4. Risiko-Minderung planen – Food Fraud Mitigation Plan
Nachdem die Gefahren benannt und bezüglich ihres Risikos bewertet wurden, gilt es nun, den Risken zu begegnen und den Umgang mit diesen zu definieren. Dies erfolgt im sogenannten Mitigation Plan, also dem Risiko-Minderungsplan. D. h., für die Gefahren mit hohem Risiko (z. B. den oben rot markierten Risikobereichen) müssen Maßnahmen/
geeignete Kontrollen zu deren Reduzierung bzw. zur Aufdeckung der möglichen Betrugsfälle festgelegt werden. Diese können ganz unterschiedlich aussehen, z. B.
+ Durchführung von eigenen Analysen
+ Analysenzertifikate von Rohstofflieferanten, die vorgeschriebene Tests zum Nachweis der Echtheit des Materials enthalten
+ Durchführung von Audits bei Vorlieferanten, Dienstleistern usw.
+ Durchführung von Massenbilanztests
+ Verwendung von Manipulationsnachweisen wie z. B. Plomben oder Siegeln
+ Prüfen/Sicherstellen, dass Lieferanten, Händler, Dienstleister u. Ä. als Lebensmittelunternehmer bei den zuständigen Behörden registriert sind
+ Umstellung auf Zutaten oder Lieferanten mit geringerem Risiko
+ Umstellung von Zutaten oder Lieferanten aus risikoreichen Herkunftsländern auf Herkunftsländer mit geringerem Risiko
+ Verkürzung der Lieferkette durch z. B. Direktbezug vom Hersteller
+ Änderung der Einkaufspolitik (z. B. Vermeidung von Auktionen oder Spotmärkten, bei denen die Rückverfolgbarkeit von Zutaten schwieriger festzustellen ist).

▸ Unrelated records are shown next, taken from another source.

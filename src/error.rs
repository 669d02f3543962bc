use std::fmt;

#[derive(Debug, Clone, PartialEq, Eq)]
pub enum GameError {
    ObstaclePlacement { attempts: u32 },
    BoardFull { attempts: u32 },
    InvalidSettings(&'static str),
}

impl fmt::Display for GameError {
    fn fmt(&self, f: &mut fmt::Formatter<'_>) -> fmt::Result {
        match self {
            GameError::ObstaclePlacement { attempts } => {
                write!(f, "could not place obstacle after {} attempts", attempts)
            }
            GameError::BoardFull { attempts } => {
                write!(f, "no empty cell for an apple after {} attempts", attempts)
            }
            GameError::InvalidSettings(reason) => write!(f, "invalid settings: {}", reason),
        }
    }
}

impl std::error::Error for GameError {}
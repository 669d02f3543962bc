#[derive(Clone, Copy, Debug, Default, PartialEq, Eq)]
pub struct Size {
    pub width: u16,
    pub height: u16,
}

impl Size {
    pub fn contains(&self, pos: Pos) -> bool {
        pos.x < self.width && pos.y < self.height
    }

    pub fn is_border(&self, pos: Pos) -> bool {
        pos.x == 0 || pos.y == 0 || pos.x == self.width - 1 || pos.y == self.height - 1
    }

    // The single-cell gaps at the midpoint of each border edge:
    // top, bottom, left, right.
    pub fn exit_gaps(&self) -> [Pos; 4] {
        let mid_x = self.width / 2;
        let mid_y = self.height / 2;
        [
            Pos { x: mid_x, y: 0 },
            Pos { x: mid_x, y: self.height - 1 },
            Pos { x: 0, y: mid_y },
            Pos { x: self.width - 1, y: mid_y },
        ]
    }

    pub fn through_exit(&self, pos: Pos) -> Option<Pos> {
        let [top, bottom, left, right] = self.exit_gaps();
        if pos == top {
            Some(Pos { x: pos.x, y: self.height - 2 })
        } else if pos == bottom {
            Some(Pos { x: pos.x, y: 1 })
        } else if pos == left {
            Some(Pos { x: self.width - 2, y: pos.y })
        } else if pos == right {
            Some(Pos { x: 1, y: pos.y })
        } else {
            None
        }
    }

    pub fn index_of(&self, pos: Pos) -> usize {
        pos.y as usize * self.width as usize + pos.x as usize
    }

    pub fn area(&self) -> usize {
        self.width as usize * self.height as usize
    }
}

#[derive(Clone, Copy, Debug, PartialEq, Eq)]
pub enum Direction {
    Up,
    Down,
    Left,
    Right,
}

impl Direction {
    pub fn opposite(&self) -> Direction {
        match self {
            Direction::Up => Direction::Down,
            Direction::Down => Direction::Up,
            Direction::Left => Direction::Right,
            Direction::Right => Direction::Left,
        }
    }
}

// Board coordinate: `x` is the column, `y` the row.
#[derive(Clone, Copy, Debug, Default, PartialEq, Eq, Hash)]
pub struct Pos {
    pub x: u16,
    pub y: u16,
}

impl Pos {
    pub const fn new(x: u16, y: u16) -> Self {
        Pos { x, y }
    }

    pub fn wrapped_add(&self, delta: PosDelta, size: Size) -> Pos {
        let new_x = (self.x as i32 + delta.x).rem_euclid(size.width as i32) as u16;
        let new_y = (self.y as i32 + delta.y).rem_euclid(size.height as i32) as u16;
        Pos { x: new_x, y: new_y }
    }

    pub fn checked_offset(&self, delta: PosDelta, steps: i32, size: Size) -> Option<Pos> {
        let x = self.x as i32 + delta.x * steps;
        let y = self.y as i32 + delta.y * steps;
        if x < 0 || y < 0 || x >= size.width as i32 || y >= size.height as i32 {
            return None;
        }
        Some(Pos {
            x: x as u16,
            y: y as u16,
        })
    }
}

#[derive(Clone, Copy, Debug, PartialEq, Eq)]
pub struct PosDelta {
    pub x: i32,
    pub y: i32,
}

impl From<Direction> for PosDelta {
    fn from(dir: Direction) -> Self {
        match dir {
            Direction::Up => PosDelta { x: 0, y: -1 },
            Direction::Down => PosDelta { x: 0, y: 1 },
            Direction::Left => PosDelta { x: -1, y: 0 },
            Direction::Right => PosDelta { x: 1, y: 0 },
        }
    }
}
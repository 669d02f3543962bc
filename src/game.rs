use std::time::Duration;

use log::info;
use rand::Rng;

use crate::board::{Board, Cell};
use crate::collision::{self, Outcome};
use crate::config::{Settings, START_CLEARANCE};
use crate::error::GameError;
use crate::food::FoodSpawner;
use crate::geometry::{Direction, Pos, PosDelta};
use crate::snake::{Snake, Step};

#[derive(Clone, Copy, Debug, PartialEq, Eq)]
pub enum GameState {
    Running,
    Won,
    Lost,
    Forfeited,
}

impl GameState {
    pub fn is_over(&self) -> bool {
        !matches!(self, GameState::Running)
    }
}

#[derive(Clone, Copy, Debug, PartialEq, Eq)]
pub enum Command {
    Turn(Direction),
    Quit,
}

#[derive(Debug)]
pub struct Game<R> {
    settings: Settings,
    board: Board,
    snake: Snake,
    food: FoodSpawner,
    rng: R,
    direction: Direction,
    state: GameState,
    eaten: u32,
    delay: Duration,
}

impl<R: Rng> Game<R> {
    pub fn new(settings: Settings, mut rng: R) -> Result<Self, GameError> {
        settings.validate()?;

        let snake = Snake::new(
            settings.start,
            settings.initial_length,
            settings.direction,
            settings.max_length,
            settings.size,
        );
        // No obstacle on the snake or in the first few cells it will cross
        let ahead: PosDelta = settings.direction.into();
        let keep_clear: Vec<Pos> = snake
            .segments()
            .copied()
            .chain((1..=START_CLEARANCE as i32).filter_map(|i| {
                settings.start.checked_offset(ahead, i, settings.size)
            }))
            .collect();
        let mut board = Board::initialize(
            settings.size,
            settings.obstacle_count,
            settings.obstacle_size,
            &keep_clear,
            &mut rng,
        )?;
        board.stamp_snake(&snake);

        let mut food = FoodSpawner::default();
        let apple = food.spawn(&mut board, &mut rng)?;

        info!(
            "New game: {}x{} board, snake of {} at {:?}, {} obstacle cell(s), first apple at {:?}",
            settings.size.width,
            settings.size.height,
            snake.len(),
            snake.head(),
            board.count(Cell::Obstacle),
            apple
        );

        Ok(Game {
            direction: settings.direction,
            delay: settings.initial_delay,
            settings,
            board,
            snake,
            food,
            rng,
            state: GameState::Running,
            eaten: 0,
        })
    }

    pub fn board(&self) -> &Board {
        &self.board
    }

    pub fn snake(&self) -> &Snake {
        &self.snake
    }

    pub fn settings(&self) -> &Settings {
        &self.settings
    }

    pub fn state(&self) -> GameState {
        self.state
    }

    pub fn direction(&self) -> Direction {
        self.direction
    }

    pub fn eaten(&self) -> u32 {
        self.eaten
    }

    pub fn delay(&self) -> Duration {
        self.delay
    }

    pub fn steer(&mut self, direction: Direction) {
        if direction != self.direction.opposite() {
            self.direction = direction;
        }
    }

    pub fn tick(&mut self, command: Option<Command>) -> Result<GameState, GameError> {
        if self.state.is_over() {
            return Ok(self.state);
        }

        if self.eaten >= self.settings.win_threshold {
            self.finish(GameState::Won);
            return Ok(self.state);
        }

        match command {
            Some(Command::Quit) => {
                self.finish(GameState::Forfeited);
                return Ok(self.state);
            }
            Some(Command::Turn(direction)) => self.steer(direction),
            None => {}
        }

        let new_head = self.snake.next_head(self.direction, self.settings.size);
        let outcome = collision::classify(&self.board, &self.snake, new_head);
        if outcome.is_fatal() {
            info!("{:?} at {:?}", outcome, new_head);
            self.finish(GameState::Lost);
            return Ok(self.state);
        }

        let step = self.snake.advance(self.direction, self.settings.size);
        if outcome == Outcome::Eat {
            self.eat(step)?;
        } else {
            self.redraw_snake(step, false);
        }

        Ok(self.state)
    }

    fn eat(&mut self, step: Step) -> Result<(), GameError> {
        self.food.consume(&mut self.board);
        let kept_tail = self.snake.grow();
        self.redraw_snake(step, kept_tail);

        self.eaten += 1;
        self.delay = self
            .delay
            .saturating_sub(self.settings.delay_decrement)
            .max(self.settings.min_delay);
        info!(
            "Apple {} of {} eaten at {:?}, snake length {}, delay now {:?}",
            self.eaten,
            self.settings.win_threshold,
            step.new_head,
            self.snake.len(),
            self.delay
        );

        // The winning apple is not replaced
        if self.eaten < self.settings.win_threshold {
            self.food.spawn(&mut self.board, &mut self.rng)?;
        }
        Ok(())
    }

    fn redraw_snake(&mut self, step: Step, kept_tail: bool) {
        self.board.set_cell(step.old_head, Cell::Body);
        if let Some(tail) = step.vacated {
            if !kept_tail {
                self.board.set_cell(tail, Cell::Empty);
            }
        }
        self.board.set_cell(step.new_head, Cell::Head);
    }

    fn finish(&mut self, state: GameState) {
        info!(
            "Game finished: {:?} with {} apple(s), snake length {}",
            state,
            self.eaten,
            self.snake.len()
        );
        self.state = state;
    }
}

In diesem Schritt liegt sicherlich die größte Herausforderung, denn nicht für jedes erkannte Risiko gibt es auch immer eine Möglichkeit, dies mit angemessenem Aufwand zu reduzieren. Wenn man dies allerdings bei den Kriterien der Gefahrenanalyse bzw. Risikobewertung berücksichtigt, sollte es möglich sein, dieser Problematik zu entgehen.

5. Systemaktualisierung
Regelmäßige Aktualisierung?
Das Food Fraud System muss ständig aktuell gehalten bzw. regelmäßig akualisiert werden. D. h. zum Beispiel bei folgenden Ereignissen:
+ Nachweis von Verfälschung durch die im Mitigation Plan festgelegten Kontrollmaßnahmen
+ Entstehung eines neuen Risikos (z. B. Veröffentlichung von Informationen über die Verfälschung einer Zutat)
+ Änderung der Verfügbarkeit von Materialien
+ (starken) Preisschwankungen von Materialien
+ Änderung im Management der Lieferanten/Dienstleister
+ Änderungen der wirtschaftlichen Situation der Lieferanten/Dienstleister
+ neuen Rohstoffen/Materialien und/oder Lieferanten/Dienstleistern
+ Änderungen z. B. des Herkunftslandes von Materialien

Sofern keine derartigen Dinge aufgetreten sind, muss das System mindestens jährlich auf Aktualität geprüft werden.

Autorin

Autorin des Artikels ist die Lebensmitteltechnologin Barbara Siebke aus Hamburg.
Sie ist als QM-Beraterin und Auditorin in der Lebensmittelwirtschaft tätig.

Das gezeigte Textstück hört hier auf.